The Mycenaean palaces were destroyed around 1200 BC by the Dorians, who invaded Greece from the north.
The Mycenaean civilization flourished in the Aegean during the Late Bronze Age, and reached its zenith between ca. 1400 and 1200 BC. Around 1200 BC, many of the Mycenaean centres were destroyed by fire. This period was one of great upheaval throughout the eastern Mediterranean, and also witnessed the destruction of the city-state of Ugarit, the fall of the Hittite Kingdom, and attacks against Egypt by so-called “Sea-Peoples” (for details, refer to Cline 2014).
Sometimes, the fall of the Mycenaean palaces is associated with the so-called “Dorian Invasion” (better: Dorian Migration); at other times, the Dorians are thought to have invaded at some other point during the Dark Ages, the period between the fall of the Mycenaean palaces and the rise of the Greek city-state in the historic era. Until the late twentieth century, there have been many attempts on the part of modern scholars to understand and date the Dorian Invasion, but no serious academic today would contend that it really happened.
The ancient Greeks of the historic era invented the migration of the Dorian to explain the contemporary distribution of ancient Greek dialects. The ancient Greeks usually distinguished between three main dialects – Ionian, Aeolian, and Dorian – and the Dorians were thought to have been relative newcomers. The problem is that there is little evidence for the presumed migration of Doric-speaking Greeks from somewhere north of the Peloponnese, and the Greek story may not be any more historical than the tales told about the demigods Perseus and Heracles.

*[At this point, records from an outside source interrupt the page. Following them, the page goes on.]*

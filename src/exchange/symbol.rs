//! Trading symbol normalization
//!
//! Canonical symbols are uppercase base + quote with no separator, e.g. `BTCUSDT`.

use serde::{Deserialize, Serialize};
use std::fmt;
use std::str::FromStr;

use crate::error::BridgeError;

/// Quote currency appended to bare base assets.
pub const DEFAULT_QUOTE: &str = "USDT";

/// Symbol the background service reports before any page was seen.
pub const DEFAULT_SYMBOL: &str = "BTCUSDT";

/// US equity tickers that are reported verbatim instead of being paired with USDT.
pub const KNOWN_EQUITY_TICKERS: [&str; 21] = [
    "AAPL", "MSFT", "GOOGL", "AMZN", "TSLA", "META", "NVDA", "NFLX", "BABA", "AMD", "INTC", "CRM",
    "ORCL", "ADBE", "PYPL", "UBER", "LYFT", "SNAP", "TWTR", "FB", "GOOG",
];

/// Returns true for 1-5 uppercase ASCII letters listed in [`KNOWN_EQUITY_TICKERS`].
pub fn is_known_equity(symbol: &str) -> bool {
    (1..=5).contains(&symbol.len())
        && symbol.bytes().all(|b| b.is_ascii_uppercase())
        && KNOWN_EQUITY_TICKERS.contains(&symbol)
}

/// Normalizes a symbol reported by a watcher before it becomes the current symbol.
///
/// Known equities pass through. Anything already quoted in USDT or BTC is kept,
/// everything else gets the default quote appended.
pub fn normalize_reported_symbol(symbol: &str) -> String {
    if is_known_equity(symbol) || symbol.contains(DEFAULT_QUOTE) || symbol.contains("BTC") {
        symbol.to_string()
    } else {
        format!("{}{}", symbol, DEFAULT_QUOTE)
    }
}

/// Market a report is requested for.
#[derive(Debug, Clone, Copy, PartialEq, Eq, Hash, Default, Serialize, Deserialize)]
#[serde(rename_all = "lowercase")]
pub enum MarketType {
    #[default]
    Crypto,
    Stock,
    China,
}

impl MarketType {
    /// Path segment of this market's API endpoints.
    pub fn api_segment(&self) -> &'static str {
        match self {
            MarketType::Crypto => "crypto",
            MarketType::Stock => "stock",
            MarketType::China => "china",
        }
    }

    /// Symbol as the report endpoints expect it.
    ///
    /// Crypto symbols are quoted in USDT; equities are only uppercased.
    pub fn report_symbol(&self, symbol: &str) -> Result<String, BridgeError> {
        let symbol = symbol.trim();
        if symbol.is_empty() {
            return Err(BridgeError::InvalidSymbol("symbol is empty".to_string()));
        }
        if !symbol.chars().all(|c| c.is_ascii_alphanumeric() || c == '.') {
            return Err(BridgeError::InvalidSymbol(symbol.to_string()));
        }

        let upper = symbol.to_ascii_uppercase();
        Ok(match self {
            MarketType::Crypto if !upper.ends_with(DEFAULT_QUOTE) => {
                format!("{}{}", upper, DEFAULT_QUOTE)
            }
            _ => upper,
        })
    }
}

impl fmt::Display for MarketType {
    fn fmt(&self, f: &mut fmt::Formatter<'_>) -> fmt::Result {
        f.write_str(self.api_segment())
    }
}

impl FromStr for MarketType {
    type Err = BridgeError;

    fn from_str(s: &str) -> Result<Self, Self::Err> {
        match s.to_ascii_lowercase().as_str() {
            "crypto" => Ok(MarketType::Crypto),
            "stock" => Ok(MarketType::Stock),
            "china" => Ok(MarketType::China),
            other => Err(BridgeError::Config(format!("unknown market type '{}'", other))),
        }
    }
}

#[cfg(test)]
mod tests {
    use super::*;

    #[test]
    fn test_equity_detection() {
        assert!(is_known_equity("AAPL"));
        assert!(is_known_equity("FB"));
        assert!(!is_known_equity("aapl"));
        assert!(!is_known_equity("ETH"));
        assert!(!is_known_equity("GOOGLE"));
    }

    #[test]
    fn test_reported_symbol_normalization() {
        assert_eq!(normalize_reported_symbol("ETH"), "ETHUSDT");
        assert_eq!(normalize_reported_symbol("ETHUSDT"), "ETHUSDT");
        assert_eq!(normalize_reported_symbol("TSLA"), "TSLA");
        // BTC-quoted pairs are left alone.
        assert_eq!(normalize_reported_symbol("ETHBTC"), "ETHBTC");
        assert_eq!(normalize_reported_symbol("BTC"), "BTC");
    }

    #[test]
    fn test_report_symbol_per_market() {
        assert_eq!(MarketType::Crypto.report_symbol("eth").unwrap(), "ETHUSDT");
        assert_eq!(MarketType::Crypto.report_symbol("btcusdt").unwrap(), "BTCUSDT");
        assert_eq!(MarketType::Stock.report_symbol("aapl").unwrap(), "AAPL");
        assert_eq!(MarketType::China.report_symbol("600519.SH").unwrap(), "600519.SH");
        assert!(MarketType::Crypto.report_symbol("  ").is_err());
        assert!(MarketType::Crypto.report_symbol("../etc").is_err());
    }

    #[test]
    fn test_market_type_round_trip_names() {
        assert_eq!("Stock".parse::<MarketType>().unwrap(), MarketType::Stock);
        assert_eq!(MarketType::China.to_string(), "china");
        assert!("forex".parse::<MarketType>().is_err());
    }
}
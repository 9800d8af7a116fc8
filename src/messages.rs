//! Message protocol between UI surfaces, watchers and the background service
//!
//! Messages travel as `{ "type": "TRADING_PAGE_LOADED", "data": { ... } }`.

use serde::{Deserialize, Serialize};

use crate::proxy::{ProxyRequest, ProxyResponse};

/// Browser tab identifier
pub type TabId = u32;

/// Runtime overrides accepted in the development environment
#[derive(Debug, Clone, Default, PartialEq, Serialize, Deserialize)]
#[serde(rename_all = "camelCase")]
pub struct EnvConfigUpdate {
    #[serde(default, skip_serializing_if = "Option::is_none")]
    pub base_api_url: Option<String>,
    #[serde(default, skip_serializing_if = "Option::is_none")]
    pub token: Option<String>,
}

#[derive(Debug, Clone, PartialEq, Serialize, Deserialize)]
#[serde(tag = "type", content = "data", rename_all = "SCREAMING_SNAKE_CASE")]
pub enum Message {
    /// Watcher found a symbol on the current page
    TradingPageLoaded { symbol: String },

    GetCurrentSymbol,

    /// User override from the popup
    ManualSetSymbol { symbol: String },

    /// Background asks a tab's watcher to re-scan after navigation
    PageUpdated {
        #[serde(default, skip_serializing_if = "Option::is_none")]
        url: Option<String>,
        #[serde(default, skip_serializing_if = "Option::is_none")]
        symbol: Option<String>,
    },

    ProxyApiRequest(ProxyRequest),

    SetEnvConfig(EnvConfigUpdate),

    /// Broadcast whenever the current symbol changes
    SymbolUpdated { symbol: String },

    RateLimitError { message: String },

    GetSymbolFromContent,
}

impl Message {
    pub fn kind(&self) -> &'static str {
        match self {
            Message::TradingPageLoaded { .. } => "TRADING_PAGE_LOADED",
            Message::GetCurrentSymbol => "GET_CURRENT_SYMBOL",
            Message::ManualSetSymbol { .. } => "MANUAL_SET_SYMBOL",
            Message::PageUpdated { .. } => "PAGE_UPDATED",
            Message::ProxyApiRequest(_) => "PROXY_API_REQUEST",
            Message::SetEnvConfig(_) => "SET_ENV_CONFIG",
            Message::SymbolUpdated { .. } => "SYMBOL_UPDATED",
            Message::RateLimitError { .. } => "RATE_LIMIT_ERROR",
            Message::GetSymbolFromContent => "GET_SYMBOL_FROM_CONTENT",
        }
    }
}

/// Reply to a handled [`Message`]
#[derive(Debug, Clone, PartialEq, Serialize, Deserialize)]
#[serde(untagged)]
pub enum MessageResponse {
    Proxy(ProxyResponse),
    SymbolAck { status: String, symbol: String },
    Ack { status: String },
    Symbol { symbol: Option<String> },
}

impl MessageResponse {
    pub fn success() -> Self {
        MessageResponse::Ack {
            status: "success".to_string(),
        }
    }

    pub fn symbol_ack(symbol: impl Into<String>) -> Self {
        MessageResponse::SymbolAck {
            status: "success".to_string(),
            symbol: symbol.into(),
        }
    }

    pub fn symbol(symbol: Option<String>) -> Self {
        MessageResponse::Symbol { symbol }
    }

    pub fn is_success(&self) -> bool {
        match self {
            MessageResponse::Proxy(resp) => resp.success,
            MessageResponse::SymbolAck { status, .. } | MessageResponse::Ack { status } => {
                status == "success"
            }
            MessageResponse::Symbol { .. } => true,
        }
    }
}

/// Destination of an outbound push
#[derive(Debug, Clone, Copy, PartialEq, Eq, Serialize)]
#[serde(tag = "target", content = "tab_id", rename_all = "snake_case")]
pub enum Target {
    /// Every runtime listener (popup, side panel)
    Runtime,
    Tab(TabId),
}

/// Message pushed by the background service
#[derive(Debug, Clone, PartialEq, Serialize)]
pub struct Outbound {
    #[serde(flatten)]
    pub target: Target,
    pub message: Message,
}

impl Outbound {
    pub fn runtime(message: Message) -> Self {
        Self {
            target: Target::Runtime,
            message,
        }
    }

    pub fn tab(tab_id: TabId, message: Message) -> Self {
        Self {
            target: Target::Tab(tab_id),
            message,
        }
    }
}
use cooltrade_bridge::config::{ProxyConfig, RateLimitConfig};
use cooltrade_bridge::exchange::{is_trading_page, parse_symbol};
use cooltrade_bridge::BackgroundService;
use std::sync::Arc;

#[derive(Debug, Clone, PartialEq, Eq)]
enum Mode {
    Http,
    Parse(String),
    Watch,
}

#[tokio::main]
async fn main() -> anyhow::Result<()> {
    // Parse command-line arguments first to determine mode
    let args: Vec<String> = std::env::args().collect();
    let (mode, port) = parse_args(&args);

    // Initialize tracing/logging
    // Always stderr: stdout carries --parse and --watch output
    tracing_subscriber::fmt()
        .with_target(false)
        .with_thread_ids(false)
        .with_level(true)
        .with_writer(std::io::stderr)
        .with_env_filter(
            tracing_subscriber::EnvFilter::from_default_env()
                .add_directive(tracing::Level::INFO.into()),
        )
        .init();

    match mode {
        Mode::Parse(url) => run_parse(&url)?,
        Mode::Watch => {
            let service = build_service()?;
            cooltrade_bridge::transport::stdio::run_stdio_watch(service).await?;
        }
        Mode::Http => run_http(port).await?,
    }

    Ok(())
}

/// Parse command-line arguments
fn parse_args(args: &[String]) -> (Mode, Option<u16>) {
    let mut mode = Mode::Http;
    let mut port = None;

    let mut i = 1;
    while i < args.len() {
        match args[i].as_str() {
            "--http" => mode = Mode::Http,
            "--watch" => mode = Mode::Watch,
            "--parse" => {
                if i + 1 < args.len() {
                    mode = Mode::Parse(args[i + 1].clone());
                    i += 1;
                } else {
                    eprintln!("--parse requires a URL");
                    print_usage();
                    std::process::exit(1);
                }
            }
            "--port" => {
                if i + 1 < args.len() {
                    port = args[i + 1].parse().ok();
                    i += 1;
                }
            }
            "--help" | "-h" => {
                print_usage();
                std::process::exit(0);
            }
            _ => {
                eprintln!("Unknown argument: {}", args[i]);
                print_usage();
                std::process::exit(1);
            }
        }
        i += 1;
    }

    (mode, port)
}

/// Print usage information
fn print_usage() {
    println!("CoolTrade Bridge - exchange symbol detection and analytics API relay");
    println!();
    println!("USAGE:");
    println!("    cooltrade-bridge [OPTIONS]");
    println!();
    println!("OPTIONS:");
    println!("    --http              Serve the HTTP bridge (default)");
    println!("    --port <PORT>       Port for the HTTP bridge (default: 8787)");
    println!("    --parse <URL>       Print the symbol parsed from URL and exit");
    println!("    --watch             Read page URLs from stdin, print one JSON report per line");
    println!("    --help, -h          Print this help message");
    println!();
    println!("ENVIRONMENT VARIABLES:");
    println!("    COOLTRADE_ENV                          production or development (default: production)");
    println!("    COOLTRADE_API_BASE_URL                 Analytics API base URL");
    println!("    COOLTRADE_API_TOKEN                    Fallback API token");
    println!("    COOLTRADE_REQUEST_TIMEOUT_SECS         Request timeout (default: 60)");
    println!("    COOLTRADE_FORCE_REFRESH_TIMEOUT_SECS   Force-refresh timeout (default: 120)");
    println!("    COOLTRADE_MAX_RETRIES                  Attempts per request (default: 3)");
    println!("    COOLTRADE_RATE_LIMIT_MAX               Notifications per window per tab (default: 10)");
    println!("    COOLTRADE_RATE_LIMIT_WINDOW_MS         Rate limit window (default: 1000)");
    println!("    BRIDGE_HTTP_HOST                       Bind host (default: 127.0.0.1)");
    println!("    BRIDGE_HTTP_PORT                       Bind port (default: 8787)");
    println!("    RUST_LOG                               Logging level (default: info)");
    println!();
    println!("EXAMPLES:");
    println!("    cooltrade-bridge --parse https://www.binance.com/en/trade/BTC_USDT");
    println!("    cooltrade-bridge --http --port 9000");
    println!("    echo https://www.okx.com/trade-spot/eth-usdt | cooltrade-bridge --watch");
}

fn build_service() -> anyhow::Result<Arc<BackgroundService>> {
    let proxy_config = ProxyConfig::from_env()?;
    let rate_limit = RateLimitConfig::from_env()?;

    tracing::info!(
        environment = ?proxy_config.environment,
        base_url = %proxy_config.base_url,
        has_token = proxy_config.token.is_some(),
        max_attempts = proxy_config.max_attempts,
        "Initializing background service"
    );

    Ok(Arc::new(BackgroundService::from_config(
        proxy_config,
        rate_limit,
    )?))
}

fn run_parse(url: &str) -> anyhow::Result<()> {
    let trading = is_trading_page(url);
    match parse_symbol(url) {
        Some(symbol) => println!("{}", symbol),
        None => {
            tracing::info!(trading_page = trading, "No symbol found in {}", url);
            std::process::exit(2);
        }
    }
    Ok(())
}

#[cfg(feature = "http_transport")]
async fn run_http(port: Option<u16>) -> anyhow::Result<()> {
    use cooltrade_bridge::config::HttpConfig;

    let mut http_config = HttpConfig::from_env()?;
    if let Some(port) = port {
        http_config.addr.set_port(port);
    }

    let service = build_service()?;
    cooltrade_bridge::transport::http::start_http_server(http_config, service).await
}

#[cfg(not(feature = "http_transport"))]
async fn run_http(_port: Option<u16>) -> anyhow::Result<()> {
    anyhow::bail!("HTTP bridge not available: rebuild with --features http_transport")
}
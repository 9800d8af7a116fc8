//! In-process location and background link

use async_trait::async_trait;
use std::sync::{Arc, PoisonError, RwLock};

use super::{BackgroundLink, PageLocation};
use crate::background::BackgroundService;
use crate::error::{BridgeError, Result};
use crate::messages::{Message, MessageResponse, TabId};

/// Location cell shared between the page host and its watcher
#[derive(Debug, Clone, Default)]
pub struct SharedLocation {
    url: Arc<RwLock<String>>,
}

impl SharedLocation {
    pub fn new(url: impl Into<String>) -> Self {
        Self {
            url: Arc::new(RwLock::new(url.into())),
        }
    }

    pub fn set(&self, url: impl Into<String>) {
        *self.url.write().unwrap_or_else(PoisonError::into_inner) = url.into();
    }
}

impl PageLocation for SharedLocation {
    fn current_url(&self) -> String {
        self.url
            .read()
            .unwrap_or_else(PoisonError::into_inner)
            .clone()
    }
}

/// Direct link to a background service running in the same process
#[derive(Debug, Clone)]
pub struct LocalLink {
    service: Arc<BackgroundService>,
    tab: Option<TabId>,
}

impl LocalLink {
    pub fn new(service: Arc<BackgroundService>, tab: Option<TabId>) -> Self {
        Self { service, tab }
    }
}

#[async_trait]
impl BackgroundLink for LocalLink {
    async fn notify_trading_page(&self, symbol: String) -> Result<MessageResponse> {
        let response = self
            .service
            .handle(Message::TradingPageLoaded { symbol }, self.tab)
            .await?;
        if !response.is_success() {
            return Err(BridgeError::LinkClosed(
                "background rejected trading page notification".to_string(),
            ));
        }
        Ok(response)
    }
}
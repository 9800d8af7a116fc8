//! API Credential Management
//!
//! Secure handling of the analytics API token. Tokens are never logged at
//! INFO/WARN levels and are masked when displayed.

use std::fmt;

/// Authorization schemes the backend accepts verbatim.
const KNOWN_SCHEMES: [&str; 2] = ["Token ", "Bearer "];

/// Secure string wrapper that masks sensitive data in logs
///
/// Debug output shows only `SecretString(***)` and Display shows the
/// truncated form `first4...last4`.
#[derive(Clone, PartialEq, Eq)]
pub struct SecretString(String);

impl SecretString {
    /// Creates a new SecretString from a String
    pub fn new(value: String) -> Self {
        SecretString(value)
    }

    /// Returns a reference to the inner string
    ///
    /// **Security Warning**: Only use this when building request headers.
    /// Never log or display the returned value.
    pub fn expose_secret(&self) -> &str {
        &self.0
    }

    /// Returns a masked version of the secret for safe logging
    pub fn masked(&self) -> String {
        let s = &self.0;
        if s.len() <= 8 || !s.is_char_boundary(4) || !s.is_char_boundary(s.len() - 4) {
            return "***".to_string();
        }
        format!("{}...{}", &s[..4], &s[s.len() - 4..])
    }

    /// Authorization header value for this token, see [`with_auth_scheme`].
    pub fn authorization(&self) -> String {
        with_auth_scheme(&self.0)
    }
}

impl fmt::Debug for SecretString {
    fn fmt(&self, f: &mut fmt::Formatter<'_>) -> fmt::Result {
        write!(f, "SecretString(***)")
    }
}

impl fmt::Display for SecretString {
    fn fmt(&self, f: &mut fmt::Formatter<'_>) -> fmt::Result {
        write!(f, "{}", self.masked())
    }
}

impl From<String> for SecretString {
    fn from(s: String) -> Self {
        SecretString::new(s)
    }
}

impl From<&str> for SecretString {
    fn from(s: &str) -> Self {
        SecretString::new(s.to_string())
    }
}

/// Returns true if the value already carries a `Token ` or `Bearer ` prefix.
pub fn has_auth_scheme(value: &str) -> bool {
    KNOWN_SCHEMES.iter().any(|scheme| value.starts_with(scheme))
}

/// Prefixes a bare token with `Token `; values with a known scheme pass through.
pub fn with_auth_scheme(value: &str) -> String {
    if has_auth_scheme(value) {
        value.to_string()
    } else {
        format!("Token {}", value)
    }
}
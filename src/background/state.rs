//! Current symbol cell

use chrono::{DateTime, Utc};
use serde::Serialize;
use std::sync::{PoisonError, RwLock};

use crate::exchange::DEFAULT_SYMBOL;

#[derive(Debug, Clone, PartialEq, Eq, Serialize)]
pub struct SymbolSnapshot {
    pub symbol: String,
    pub updated_at: DateTime<Utc>,
}

/// Last symbol seen on a trading page or set by the user.
#[derive(Debug)]
pub struct SymbolState {
    inner: RwLock<SymbolSnapshot>,
}

impl SymbolState {
    pub fn new() -> Self {
        Self {
            inner: RwLock::new(SymbolSnapshot {
                symbol: DEFAULT_SYMBOL.to_string(),
                updated_at: Utc::now(),
            }),
        }
    }

    pub fn get(&self) -> String {
        self.snapshot().symbol
    }

    pub fn snapshot(&self) -> SymbolSnapshot {
        self.inner
            .read()
            .unwrap_or_else(PoisonError::into_inner)
            .clone()
    }

    /// Stores `symbol`, returning the previous value.
    pub fn set(&self, symbol: impl Into<String>) -> String {
        let mut guard = self.inner.write().unwrap_or_else(PoisonError::into_inner);
        let previous = std::mem::replace(&mut guard.symbol, symbol.into());
        guard.updated_at = Utc::now();
        previous
    }
}

impl Default for SymbolState {
    fn default() -> Self {
        Self::new()
    }
}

Regarding the Dorian question, Oliver Dickinson sums it up well in his The Aegean from Bronze Age to Iron Age (2006), p. 11:
Sometimes, the ‘Dorian invasion’, ‘Ionian migration’ and related population movements reported in the Greek traditions have been treated as historical events that can be approximately dated and used as chronological signposts in the earlier part of the period. But, even if these traditions could be accepted as containing genuine information, the basis for dating them is shaky indeed. […] such movements were essentially dated by reckoning downwards from the Trojan War, but this was not fixed; very varied dates were calculated for it by ancient scholars, all of whom must have based their work on varying interpretations of the genealogies that linked historical persons with famous heroes. But it has long been recognised that these genealogies, among which those of the Spartan royal families are the best known, are too short to fit any possible chronology, if the ‘age of heroes’ is assumed – though this is a very questionable assumption – to have a historical basis in the world of the Mycenaean palaces […].
Jonathan Hall, in the second edition of his History of the Archaic Greek World (2014), has an entire section entitled “Gauging the historicity of the Dorian Migration” (pp. 44-51). He discusses the problem at length before reaching a conclusion very similar to what Dickinson wrote (p. 51):
There can be little doubt that the collapse of the political and economic system centered on the Mycenaean palaces provoked a climate of instability and insecurity and that some people – whether for reasons of safety or economic necessity – decided to abandon their former homes and seek a living elsewhere. But it is also clear that the developed literary narrative for the Dorian migration is the end product of a cumulative synthesis of originally independent traditions. As such, it need not reflect a dim and hazy memory of a genuine single movement of a population from north to south, even if it captures the general instability and mobility of this period. Rather, it seeks to establish a common identity for a plethora of communities whose pedigrees were undoubtedly far from uniform in origin.
In short, there is little merit to the idea that the Dorian Invasion, as a single movement of people, ever happened, and so we rate this claim as false.
- Eric Cline, 1177 BC: The Year Civilization Collapsed (2014).
- Oliver Dickinson, The Aegean from Bronze Age to Iron Age (2006).
- Jonathan Hall, A History of the Archaic Greek World (second, edition 2014).